__EXERCISE__
Gather up every line from the entries below that uses the word "harvesting".
===== INFORMATION PROVIDED =====
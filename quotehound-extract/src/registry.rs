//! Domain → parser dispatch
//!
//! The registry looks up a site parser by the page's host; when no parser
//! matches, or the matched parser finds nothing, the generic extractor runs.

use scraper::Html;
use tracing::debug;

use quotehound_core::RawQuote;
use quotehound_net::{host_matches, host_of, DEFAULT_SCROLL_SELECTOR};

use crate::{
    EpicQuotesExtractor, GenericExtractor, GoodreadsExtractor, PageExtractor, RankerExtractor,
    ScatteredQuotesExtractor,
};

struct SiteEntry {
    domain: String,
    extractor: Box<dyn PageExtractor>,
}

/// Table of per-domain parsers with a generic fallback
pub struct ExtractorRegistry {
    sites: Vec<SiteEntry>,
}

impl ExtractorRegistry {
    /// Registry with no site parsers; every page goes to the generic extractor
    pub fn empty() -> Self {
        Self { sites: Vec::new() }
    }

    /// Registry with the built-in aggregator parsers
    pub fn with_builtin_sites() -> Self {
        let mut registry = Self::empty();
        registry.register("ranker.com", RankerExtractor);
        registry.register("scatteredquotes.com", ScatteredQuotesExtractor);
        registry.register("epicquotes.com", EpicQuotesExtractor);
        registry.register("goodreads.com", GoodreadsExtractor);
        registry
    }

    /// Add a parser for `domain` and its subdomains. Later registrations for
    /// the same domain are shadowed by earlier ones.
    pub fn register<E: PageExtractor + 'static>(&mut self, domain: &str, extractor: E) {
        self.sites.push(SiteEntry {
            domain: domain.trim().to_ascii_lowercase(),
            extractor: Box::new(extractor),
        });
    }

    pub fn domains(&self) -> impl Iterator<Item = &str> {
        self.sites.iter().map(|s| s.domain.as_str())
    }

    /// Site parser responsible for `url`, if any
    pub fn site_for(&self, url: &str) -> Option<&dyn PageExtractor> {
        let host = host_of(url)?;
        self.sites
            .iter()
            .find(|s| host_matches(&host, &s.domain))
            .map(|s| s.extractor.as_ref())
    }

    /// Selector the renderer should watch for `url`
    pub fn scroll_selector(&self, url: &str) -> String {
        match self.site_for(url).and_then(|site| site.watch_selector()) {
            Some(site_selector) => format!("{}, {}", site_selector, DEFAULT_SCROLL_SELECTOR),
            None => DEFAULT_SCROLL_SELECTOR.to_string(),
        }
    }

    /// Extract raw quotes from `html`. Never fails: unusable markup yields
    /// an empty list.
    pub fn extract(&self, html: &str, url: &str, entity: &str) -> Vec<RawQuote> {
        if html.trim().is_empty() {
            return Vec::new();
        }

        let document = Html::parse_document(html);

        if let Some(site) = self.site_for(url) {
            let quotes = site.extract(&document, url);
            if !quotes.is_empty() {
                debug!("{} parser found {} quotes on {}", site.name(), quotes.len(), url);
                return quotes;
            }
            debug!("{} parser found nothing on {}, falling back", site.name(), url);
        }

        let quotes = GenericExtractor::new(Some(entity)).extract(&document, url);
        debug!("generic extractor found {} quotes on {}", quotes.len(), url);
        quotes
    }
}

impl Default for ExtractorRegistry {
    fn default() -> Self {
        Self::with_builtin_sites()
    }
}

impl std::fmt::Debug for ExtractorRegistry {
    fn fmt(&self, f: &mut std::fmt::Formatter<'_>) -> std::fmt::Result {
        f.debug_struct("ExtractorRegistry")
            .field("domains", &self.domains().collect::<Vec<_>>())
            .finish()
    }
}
=====
===== INFORMATION PROVIDED =====
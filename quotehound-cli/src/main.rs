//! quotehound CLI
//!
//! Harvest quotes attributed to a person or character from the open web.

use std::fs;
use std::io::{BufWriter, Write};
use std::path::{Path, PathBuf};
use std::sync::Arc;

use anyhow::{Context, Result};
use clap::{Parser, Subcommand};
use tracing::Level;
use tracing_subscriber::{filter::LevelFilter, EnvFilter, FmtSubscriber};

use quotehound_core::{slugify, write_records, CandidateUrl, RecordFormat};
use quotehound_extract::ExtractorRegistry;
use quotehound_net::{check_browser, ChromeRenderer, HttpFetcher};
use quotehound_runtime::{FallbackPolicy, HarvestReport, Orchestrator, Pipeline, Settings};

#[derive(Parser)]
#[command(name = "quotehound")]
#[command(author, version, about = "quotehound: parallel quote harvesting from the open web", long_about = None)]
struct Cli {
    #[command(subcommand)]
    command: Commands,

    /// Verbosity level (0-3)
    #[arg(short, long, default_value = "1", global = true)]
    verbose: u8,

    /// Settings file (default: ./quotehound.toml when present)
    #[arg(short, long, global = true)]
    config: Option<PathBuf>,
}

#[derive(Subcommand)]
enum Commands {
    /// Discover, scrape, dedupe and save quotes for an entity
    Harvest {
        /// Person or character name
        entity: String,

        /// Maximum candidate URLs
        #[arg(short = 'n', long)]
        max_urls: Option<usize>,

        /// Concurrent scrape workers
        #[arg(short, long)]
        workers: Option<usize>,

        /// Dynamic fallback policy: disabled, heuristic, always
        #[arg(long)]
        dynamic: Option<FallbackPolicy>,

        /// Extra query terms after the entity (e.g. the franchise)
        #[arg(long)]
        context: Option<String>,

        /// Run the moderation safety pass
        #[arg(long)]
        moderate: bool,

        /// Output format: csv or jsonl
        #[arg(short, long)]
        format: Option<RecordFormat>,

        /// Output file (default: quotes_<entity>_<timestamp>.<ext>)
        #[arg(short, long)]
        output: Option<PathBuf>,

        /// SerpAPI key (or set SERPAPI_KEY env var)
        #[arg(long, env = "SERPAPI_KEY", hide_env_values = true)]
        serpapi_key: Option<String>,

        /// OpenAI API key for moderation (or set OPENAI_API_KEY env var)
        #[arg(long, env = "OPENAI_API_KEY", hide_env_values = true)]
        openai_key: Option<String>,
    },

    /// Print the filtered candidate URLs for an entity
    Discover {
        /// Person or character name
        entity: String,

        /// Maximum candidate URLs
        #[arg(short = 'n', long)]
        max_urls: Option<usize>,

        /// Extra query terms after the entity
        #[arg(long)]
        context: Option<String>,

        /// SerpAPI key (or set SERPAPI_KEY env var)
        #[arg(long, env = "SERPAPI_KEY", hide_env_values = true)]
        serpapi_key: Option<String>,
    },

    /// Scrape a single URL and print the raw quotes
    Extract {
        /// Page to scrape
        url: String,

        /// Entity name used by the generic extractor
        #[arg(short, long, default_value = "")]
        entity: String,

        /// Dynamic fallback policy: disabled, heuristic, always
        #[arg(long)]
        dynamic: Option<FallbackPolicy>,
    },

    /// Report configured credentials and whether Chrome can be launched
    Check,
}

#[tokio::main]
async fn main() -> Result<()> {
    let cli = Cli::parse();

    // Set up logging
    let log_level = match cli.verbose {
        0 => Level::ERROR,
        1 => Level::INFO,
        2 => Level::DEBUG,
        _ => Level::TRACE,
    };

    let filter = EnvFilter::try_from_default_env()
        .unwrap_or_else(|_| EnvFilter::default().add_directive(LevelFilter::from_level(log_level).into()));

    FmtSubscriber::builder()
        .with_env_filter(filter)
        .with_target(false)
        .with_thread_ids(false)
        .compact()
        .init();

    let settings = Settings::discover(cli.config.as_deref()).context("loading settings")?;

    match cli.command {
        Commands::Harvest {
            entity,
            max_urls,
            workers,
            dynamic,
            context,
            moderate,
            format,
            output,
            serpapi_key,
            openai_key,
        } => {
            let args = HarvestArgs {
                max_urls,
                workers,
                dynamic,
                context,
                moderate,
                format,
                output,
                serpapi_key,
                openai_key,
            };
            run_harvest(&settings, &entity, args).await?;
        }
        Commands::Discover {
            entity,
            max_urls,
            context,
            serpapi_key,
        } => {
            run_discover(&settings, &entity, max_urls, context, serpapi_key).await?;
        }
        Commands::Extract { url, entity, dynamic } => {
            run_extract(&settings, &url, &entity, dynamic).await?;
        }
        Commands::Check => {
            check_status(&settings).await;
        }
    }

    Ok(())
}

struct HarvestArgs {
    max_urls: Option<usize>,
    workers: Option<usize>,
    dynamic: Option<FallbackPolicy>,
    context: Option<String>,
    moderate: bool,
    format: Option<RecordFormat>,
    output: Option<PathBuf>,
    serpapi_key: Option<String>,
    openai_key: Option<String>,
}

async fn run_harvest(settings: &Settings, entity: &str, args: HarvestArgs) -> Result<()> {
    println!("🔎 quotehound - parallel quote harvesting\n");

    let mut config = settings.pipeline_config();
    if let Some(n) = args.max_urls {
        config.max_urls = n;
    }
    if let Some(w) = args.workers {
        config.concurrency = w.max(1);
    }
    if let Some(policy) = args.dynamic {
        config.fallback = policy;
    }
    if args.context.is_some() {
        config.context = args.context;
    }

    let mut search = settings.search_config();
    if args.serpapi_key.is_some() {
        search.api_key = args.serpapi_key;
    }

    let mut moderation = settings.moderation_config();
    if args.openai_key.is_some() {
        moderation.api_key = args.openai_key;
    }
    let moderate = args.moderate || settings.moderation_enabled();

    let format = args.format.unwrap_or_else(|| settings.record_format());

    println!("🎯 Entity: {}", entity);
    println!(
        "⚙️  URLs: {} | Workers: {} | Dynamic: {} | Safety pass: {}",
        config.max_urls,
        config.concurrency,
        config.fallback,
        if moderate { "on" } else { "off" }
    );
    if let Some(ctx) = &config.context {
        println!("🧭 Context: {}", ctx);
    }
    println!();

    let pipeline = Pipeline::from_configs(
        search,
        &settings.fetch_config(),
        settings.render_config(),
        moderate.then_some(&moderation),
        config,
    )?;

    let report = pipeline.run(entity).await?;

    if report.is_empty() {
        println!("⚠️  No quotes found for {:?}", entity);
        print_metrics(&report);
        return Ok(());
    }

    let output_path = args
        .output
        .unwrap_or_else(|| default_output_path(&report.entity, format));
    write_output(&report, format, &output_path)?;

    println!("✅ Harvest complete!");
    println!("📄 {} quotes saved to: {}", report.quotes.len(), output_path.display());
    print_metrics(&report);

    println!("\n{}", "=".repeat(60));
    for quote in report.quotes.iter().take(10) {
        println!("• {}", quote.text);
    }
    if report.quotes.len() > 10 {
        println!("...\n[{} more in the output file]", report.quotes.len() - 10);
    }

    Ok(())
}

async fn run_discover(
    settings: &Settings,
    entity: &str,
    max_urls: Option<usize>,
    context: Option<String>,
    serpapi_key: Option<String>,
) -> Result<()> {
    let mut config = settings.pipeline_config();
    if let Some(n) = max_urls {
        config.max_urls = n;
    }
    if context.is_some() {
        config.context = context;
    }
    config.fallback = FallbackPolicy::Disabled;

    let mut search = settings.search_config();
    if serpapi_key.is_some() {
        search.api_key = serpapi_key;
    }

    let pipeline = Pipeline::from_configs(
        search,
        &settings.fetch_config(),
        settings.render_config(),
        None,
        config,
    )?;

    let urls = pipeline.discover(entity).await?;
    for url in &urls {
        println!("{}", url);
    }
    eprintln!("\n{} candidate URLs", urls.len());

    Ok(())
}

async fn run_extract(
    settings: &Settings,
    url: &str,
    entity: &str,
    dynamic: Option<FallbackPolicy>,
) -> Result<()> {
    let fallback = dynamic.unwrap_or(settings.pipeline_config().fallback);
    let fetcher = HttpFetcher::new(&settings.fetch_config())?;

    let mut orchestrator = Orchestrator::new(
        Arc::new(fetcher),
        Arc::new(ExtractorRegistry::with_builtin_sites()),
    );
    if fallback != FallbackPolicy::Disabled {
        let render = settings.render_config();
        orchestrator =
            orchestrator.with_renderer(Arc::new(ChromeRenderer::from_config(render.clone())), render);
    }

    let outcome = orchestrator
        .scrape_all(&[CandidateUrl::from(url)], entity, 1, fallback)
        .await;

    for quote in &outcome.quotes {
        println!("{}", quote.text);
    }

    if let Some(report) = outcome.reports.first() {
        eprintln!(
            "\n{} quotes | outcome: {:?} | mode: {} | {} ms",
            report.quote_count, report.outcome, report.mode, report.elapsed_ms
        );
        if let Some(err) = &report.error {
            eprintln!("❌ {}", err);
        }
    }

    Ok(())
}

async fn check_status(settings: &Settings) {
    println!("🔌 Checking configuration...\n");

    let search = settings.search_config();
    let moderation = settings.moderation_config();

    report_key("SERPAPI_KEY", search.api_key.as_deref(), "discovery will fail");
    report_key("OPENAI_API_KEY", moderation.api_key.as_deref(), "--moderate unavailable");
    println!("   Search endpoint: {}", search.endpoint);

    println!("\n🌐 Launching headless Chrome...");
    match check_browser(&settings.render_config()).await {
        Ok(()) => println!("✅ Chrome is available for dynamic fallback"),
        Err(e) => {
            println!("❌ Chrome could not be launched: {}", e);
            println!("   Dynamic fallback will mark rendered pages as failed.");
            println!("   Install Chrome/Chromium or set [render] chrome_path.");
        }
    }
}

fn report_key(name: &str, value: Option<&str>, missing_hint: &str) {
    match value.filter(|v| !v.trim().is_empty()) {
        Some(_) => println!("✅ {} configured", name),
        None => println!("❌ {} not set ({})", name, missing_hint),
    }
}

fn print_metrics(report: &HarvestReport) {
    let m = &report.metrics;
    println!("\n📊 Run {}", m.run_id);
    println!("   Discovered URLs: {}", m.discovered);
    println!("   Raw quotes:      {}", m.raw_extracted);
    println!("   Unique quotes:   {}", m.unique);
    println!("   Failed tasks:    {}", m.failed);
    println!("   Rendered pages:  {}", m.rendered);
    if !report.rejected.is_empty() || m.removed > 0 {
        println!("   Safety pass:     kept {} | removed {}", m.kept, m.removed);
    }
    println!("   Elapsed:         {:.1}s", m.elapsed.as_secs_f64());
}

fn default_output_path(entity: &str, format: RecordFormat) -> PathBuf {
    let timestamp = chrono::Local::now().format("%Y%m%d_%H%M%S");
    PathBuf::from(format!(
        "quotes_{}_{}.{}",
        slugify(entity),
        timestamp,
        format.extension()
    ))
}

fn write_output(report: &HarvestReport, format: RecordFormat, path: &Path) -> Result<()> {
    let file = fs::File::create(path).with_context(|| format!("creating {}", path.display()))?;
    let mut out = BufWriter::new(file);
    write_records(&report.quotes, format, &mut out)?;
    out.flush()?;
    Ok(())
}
=====
__ANSWER TO THIS PROBLEM__
#[command(author, version, about = "quotehound: parallel quote harvesting from the open web", long_about = None)]
    println!("🔎 quotehound - parallel quote harvesting\n");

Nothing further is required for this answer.